Since my recent episode with anxiety I have struggled with patience


In this week's podcast we are responding to a listener's question about anxiety and patience:

 I am now almost 30 years old and have been living with anxiety since I was 8. In the past couple of years my family has been through a lot of difficulties. My mother is suffering through an ugly divorce, PTSD, depression, anxiety, and several physical aliments. As a result of my father’s abandoning of my mother and ultimately myself, I went through an extended period of panic attacks and depression. I was able to seek help during this time and am currently in a more peaceful state of mind. While still coping with traumas my family is experiencing, I try to maintain as much calm as possible.

However, since my most recent episode of anxiety and depression I have experienced difficulty with patience. I find I am now quicker to anger and easily become frustrated or overwhelmed. My fiancee and my Mom try to help me maintain calm, but I feel like it is easier to lose my patience than step back from whatever is causing me problems. I feel like I willingly follow my mind into the fury of anger before I stop and take a step back. Can you provide me with any guidance on the subject? I do not want to be known for losing my temper or being a difficult person. I want to improve my ability to be patience with myself and others.

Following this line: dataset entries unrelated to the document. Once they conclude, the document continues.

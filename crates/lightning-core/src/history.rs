//! Past-hour strike history
//!
//! The hour is split into `N = 60 / interval` buckets keyed by the minute of
//! the local hour, so a bucket is reused every 60 minutes and nothing older
//! than one hour is kept. A bucket with no data (never sampled, or skipped
//! because no sample arrived during its interval) is `None`; this is distinct
//! from a sampled interval with zero strikes.

use core::fmt::Display;

use heapless::Vec;
use serde::{Deserialize, Serialize};

use crate::config::{LightningConfig, MAX_BUCKETS};
use crate::time::{Timestamp, minute_of_hour};

/// Strike count for one interval, `None` if the interval has no valid data
pub type Bucket = Option<u32>;

/// Fixed-size circular history of per-interval strike counts
#[derive(Debug, Clone, PartialEq, Eq, Serialize, Deserialize)]
pub struct HistoryRing {
    layout: LightningConfig,
    buckets: Vec<Bucket, MAX_BUCKETS>,
}

impl HistoryRing {
    /// Create a ring for `layout` with every bucket set to `fill`
    pub fn new(layout: LightningConfig, fill: Bucket) -> Self {
        let count = layout.interval.bucket_count();
        debug_assert!(count <= MAX_BUCKETS);
        let buckets = core::iter::repeat_n(fill, count).collect();
        Self { layout, buckets }
    }

    pub fn layout(&self) -> LightningConfig {
        self.layout
    }

    /// Whether this ring was built for `layout` and is intact
    pub fn matches(&self, layout: &LightningConfig) -> bool {
        self.layout == *layout && self.buckets.len() == layout.interval.bucket_count()
    }

    pub fn len(&self) -> usize {
        self.buckets.len()
    }

    pub fn is_empty(&self) -> bool {
        self.buckets.is_empty()
    }

    pub fn buckets(&self) -> &[Bucket] {
        &self.buckets
    }

    /// Bucket holding `timestamp`, in `[0, N)`
    pub fn bucket_index(&self, timestamp: Timestamp) -> usize {
        let minute = minute_of_hour(timestamp, self.layout.utc_offset_secs);
        usize::from(minute / self.layout.interval.minutes())
    }

    pub fn get(&self, timestamp: Timestamp) -> Bucket {
        self.buckets
            .get(self.bucket_index(timestamp))
            .copied()
            .flatten()
    }

    /// Overwrite every bucket with `value`
    pub fn reset_all(&mut self, value: Bucket) {
        self.buckets.iter_mut().for_each(|bucket| *bucket = value);
    }

    /// Record `count` strikes for the interval holding `timestamp`,
    /// replacing whatever that bucket held an hour ago
    pub fn set(&mut self, timestamp: Timestamp, count: u32) {
        let idx = self.bucket_index(timestamp);
        if let Some(bucket) = self.buckets.get_mut(idx) {
            *bucket = Some(count);
        }
    }

    /// Mark the intervals skipped between two samples as having no data.
    ///
    /// Walks `from + interval, from + 2 * interval, ...` while strictly before
    /// `to` and invalidates each bucket it lands on, except the bucket holding
    /// `to` itself. Indices repeat every `N` steps, so at most `N` steps are
    /// taken no matter how long the gap is.
    ///
    /// Returns the number of buckets invalidated.
    pub fn invalidate_range(&mut self, from: Timestamp, to: Timestamp) -> usize {
        let current = self.bucket_index(to);
        self.invalidate_steps(from, |ts| ts < to, Some(current))
    }

    /// Like [`invalidate_range`](Self::invalidate_range) but up to and
    /// including `until`, with no bucket spared. Used for queries at a time
    /// when no sample has been taken yet.
    pub fn invalidate_through(&mut self, from: Timestamp, until: Timestamp) -> usize {
        self.invalidate_steps(from, |ts| ts <= until, None)
    }

    fn invalidate_steps(
        &mut self,
        from: Timestamp,
        within: impl Fn(Timestamp) -> bool,
        keep: Option<usize>,
    ) -> usize {
        let step = self.layout.interval.secs();
        let mut invalidated = 0;
        let mut ts = from.saturating_add(step);

        for _ in 0..self.buckets.len() {
            if !within(ts) {
                break;
            }
            let idx = self.bucket_index(ts);
            if Some(idx) != keep {
                if let Some(bucket) = self.buckets.get_mut(idx) {
                    *bucket = None;
                    invalidated += 1;
                }
            }
            ts = ts.saturating_add(step);
        }

        invalidated
    }

    /// Sum of all buckets with data, `None` if no bucket has data
    pub fn sum_valid(&self) -> Option<u32> {
        self.buckets
            .iter()
            .flatten()
            .fold(None, |sum, &count| {
                Some(sum.unwrap_or(0u32).saturating_add(count))
            })
    }
}

impl Display for HistoryRing {
    fn fmt(&self, f: &mut core::fmt::Formatter<'_>) -> core::fmt::Result {
        write!(f, "hist[]={{")?;
        for (i, bucket) in self.buckets.iter().enumerate() {
            if i > 0 {
                write!(f, ", ")?;
            }
            match bucket {
                Some(count) => write!(f, "{count}")?,
                None => write!(f, "-")?,
            }
        }
        write!(f, "}}")
    }
}

#[cfg(test)]
mod tests {
    use super::*;

    const MIN: i64 = 60;

    fn five_minute_ring(fill: Bucket) -> HistoryRing {
        HistoryRing::new(LightningConfig::with_interval_minutes(5).unwrap(), fill)
    }

    #[test]
    fn test_new_ring_length() {
        let ring = five_minute_ring(Some(0));
        assert_eq!(ring.len(), 12);
        assert!(ring.buckets().iter().all(|b| *b == Some(0)));

        let ring = HistoryRing::new(LightningConfig::with_interval_minutes(1).unwrap(), None);
        assert_eq!(ring.len(), MAX_BUCKETS);
    }

    #[test]
    fn test_bucket_index() {
        let ring = five_minute_ring(Some(0));
        assert_eq!(ring.bucket_index(0), 0);
        assert_eq!(ring.bucket_index(4 * MIN + 59), 0);
        assert_eq!(ring.bucket_index(5 * MIN), 1);
        assert_eq!(ring.bucket_index(59 * MIN), 11);
        assert_eq!(ring.bucket_index(60 * MIN), 0);
        assert_eq!(ring.bucket_index(2 * 3600 + 35 * MIN), 7);
    }

    #[test]
    fn test_set_overwrites_bucket_from_previous_hour() {
        let mut ring = five_minute_ring(Some(0));
        ring.set(10 * MIN, 4);
        assert_eq!(ring.get(10 * MIN), Some(4));

        ring.set(3600 + 12 * MIN, 1);
        assert_eq!(ring.get(10 * MIN), Some(1));
        assert_eq!(ring.sum_valid(), Some(1));
    }

    #[test]
    fn test_reset_all() {
        let mut ring = five_minute_ring(Some(0));
        ring.set(0, 3);
        ring.reset_all(None);
        assert!(ring.buckets().iter().all(Option::is_none));
        ring.reset_all(Some(2));
        assert_eq!(ring.sum_valid(), Some(24));
    }

    #[test]
    fn test_invalidate_range_marks_skipped_intervals() {
        let mut ring = five_minute_ring(Some(0));
        // Samples at minute 5 and minute 35: minutes 10..=30 were never sampled
        let invalidated = ring.invalidate_range(5 * MIN, 35 * MIN);
        assert_eq!(invalidated, 5);
        for minute in [10, 15, 20, 25, 30] {
            assert_eq!(ring.get(minute * MIN), None, "minute {minute}");
        }
        for minute in [0, 5, 35, 40, 55] {
            assert_eq!(ring.get(minute * MIN), Some(0), "minute {minute}");
        }
    }

    #[test]
    fn test_invalidate_range_adjacent_samples() {
        let mut ring = five_minute_ring(Some(0));
        assert_eq!(ring.invalidate_range(5 * MIN, 10 * MIN), 0);
        assert_eq!(ring.invalidate_range(4 * MIN + 59, 5 * MIN + 1), 0);
        assert_eq!(ring.sum_valid(), Some(0));
    }

    #[test]
    fn test_invalidate_range_spares_current_bucket() {
        let mut ring = five_minute_ring(Some(0));
        ring.set(9 * MIN + 50, 7);
        // First step lands at minute 5, the same bucket as the end timestamp
        assert_eq!(ring.invalidate_range(0, 9 * MIN + 50), 0);
        assert_eq!(ring.get(9 * MIN + 50), Some(7));
    }

    #[test]
    fn test_invalidate_range_unaligned_gap() {
        let mut ring = five_minute_ring(Some(0));
        // 4:50 -> 10:10 skips the whole 5..10 interval
        assert_eq!(ring.invalidate_range(4 * MIN + 50, 10 * MIN + 10), 1);
        assert_eq!(ring.get(5 * MIN), None);
        assert_eq!(ring.get(10 * MIN), Some(0));
    }

    #[test]
    fn test_invalidate_range_long_gap_is_bounded() {
        let mut ring = five_minute_ring(Some(0));
        let to = 30 * 24 * 3600 + 20 * MIN;
        let invalidated = ring.invalidate_range(0, to);
        assert_eq!(invalidated, 11);
        assert_eq!(ring.get(to), Some(0));
        assert_eq!(ring.sum_valid(), Some(0));
        assert_eq!(ring.buckets().iter().filter(|b| b.is_none()).count(), 11);
    }

    #[test]
    fn test_invalidate_through_includes_end() {
        let mut ring = five_minute_ring(Some(1));
        assert_eq!(ring.invalidate_through(0, 10 * MIN), 2);
        assert_eq!(ring.get(5 * MIN), None);
        assert_eq!(ring.get(10 * MIN), None);
        assert_eq!(ring.sum_valid(), Some(10));

        assert_eq!(ring.invalidate_through(0, 5 * 3600), 12);
        assert_eq!(ring.sum_valid(), None);
    }

    #[test]
    fn test_sum_valid_distinguishes_empty_from_zero() {
        let mut ring = five_minute_ring(None);
        assert_eq!(ring.sum_valid(), None);

        ring.set(0, 0);
        assert_eq!(ring.sum_valid(), Some(0));

        ring.set(5 * MIN, 3);
        ring.set(35 * MIN, 2);
        assert_eq!(ring.sum_valid(), Some(5));
    }

    #[test]
    fn test_layout_matches() {
        let layout = LightningConfig::with_interval_minutes(5).unwrap();
        let ring = HistoryRing::new(layout, Some(0));
        assert!(ring.matches(&layout));
        assert!(!ring.matches(&LightningConfig::with_interval_minutes(10).unwrap()));
        assert!(!ring.matches(&LightningConfig { utc_offset_secs: 1800, ..layout }));
    }
}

Points covered in the podcast:

When we feel lacking in patience it often means we are stressed or out of touch with ourselves

You mention feeling frustrated or overwhelmed - maybe you need some more time and a little help to heal.

Make a point of connecting with calm every day. When your nervous system has been through a difficult time it can stay on “amber alert” for quite a while. Sometimes it can get stuck there.


"I feel like it is easier to lose my patience than step back from whatever is causing me problems. I feel like I willingly follow my mind into the fury of anger before I stop and take a step back."

This is typical of the mind when it gets snagged. It is easier! And it’s often a habit. But it doesn’t feel so good later. You are half way there by noticing this. Most of us are totally unaware, were to “in it” to see it.

Ayurveda encourages cultivating patience and compassion among other good qualities: Practice mindful breathing, or walking, for a few minutes each day as early in the day as you can as a self-care practice to help you cultivate some calm before the day gets at you.

Try developing curiosity if your mind pulls you into angry or impatient thoughts try exploring the situation that is challenging you.


  • Can you see things a different way?  
  • Can you find compassion for the other person? 
  • Can you find room for compassion for yourself?


Don’t try and push through, take your foot off the gas and allow yourself to fall back.

Allow space and practice non-reaction

To reduce stress practice watching instead of jumping into situations, and listening instead of talking. We don’t need to react to every single thing that happens around us.

Watch first then respond, or don’t! Practice not reacting - allowing silence to be your response sometimes.